Entscheidungsstichwort (Thema)

Alterssicherung der Landwirte. gesamtschuldnerische Haftung des Landwirts für Beitragsschulden des Ehegatten. Verfassungsmäßigkeit

 

Orientierungssatz

1. Der Begriff des Landwirts nach § 1 ALG schließt auch dessen Ehegatten ein. Bei § 1 Abs 3 ALG handelt es sich um eine gesetzliche Fiktion; unerheblich ist, ob der Ehegatte im Betrieb mitarbeitet. Eine vereinbarte Gütertrennung schließt die gesamtschuldnerische Haftung von Ehegatten nach § 70 Abs 1 S 2 ALG nicht aus (Anschluss an LSG Stuttgart vom 13.11.2000 - L 4 KR 3846/98).
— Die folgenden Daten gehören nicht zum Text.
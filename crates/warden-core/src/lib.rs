//! # Warden Core
//!
//! The domain foundation of the Warden moderation engine: trust levels,
//! authorization checks, burst detection, record types, and the trait
//! interfaces to the chat platform and the persistence layer.
//!
//! This crate performs no I/O of its own. The decision functions in
//! [`permission`] and [`spam`] are pure; everything stateful happens in
//! `warden-engine` behind the [`store`] and [`platform`] traits.

pub mod error;
pub mod level;
pub mod permission;
pub mod platform;
pub mod record;
pub mod spam;
pub mod store;
pub mod types;

pub use error::{
    ModerationError, ModerationResult, PlatformError, PlatformResult, StoreError, StoreResult,
};
pub use level::{InvalidLevel, TrustLevel};
pub use permission::{SetLevelDenied, can_ban, can_mute, check_set_level};
pub use platform::{ChatAdmin, MemberInfo, PermissionSet, PlatformClient, SharedPlatform};
pub use record::{
    BanRecord, MessageEntry, MuteRecord, Report, ReportId, ReportStatus, StickerEntry, UserRecord,
    UserStats,
};
pub use spam::{SpamPolicy, emoji_burst_triggered, is_emoji_only, sticker_burst_triggered};
pub use store::{AuditLog, HistoryStore, ReportStore, ResolveOutcome, Stores, UserDirectory};
pub use types::{ChatId, MessageId, MessageRef, UserId};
2. Die gesamtschuldnerische Haftung gemäß § 70 Abs 1 S 2 ALG in Verbindung mit § 1 Abs 3 S 1 ALG ist auch verfassungsrechtlich nicht zu beanstanden (vgl LSG Potsdam vom 5.8.2019 - L 22 LW 5/19 B ER).

 

Tenor

Die Berufung der Klägerin gegen das Urteil des Sozialgerichts Münster vom 27.11.2018 wird zurückgewiesen. Außergerichtliche Kosten sind auch im Berufungsverfahren nicht zu erstatten. Die Revision wird nicht zugelassen.

 

Gründe

I.

Zwischen den Beteiligten ist die Inanspruchnahme der Klägerin aus gesamtschuldnerischer Haftung für Beitragsschulden ihres Ehemannes streitig.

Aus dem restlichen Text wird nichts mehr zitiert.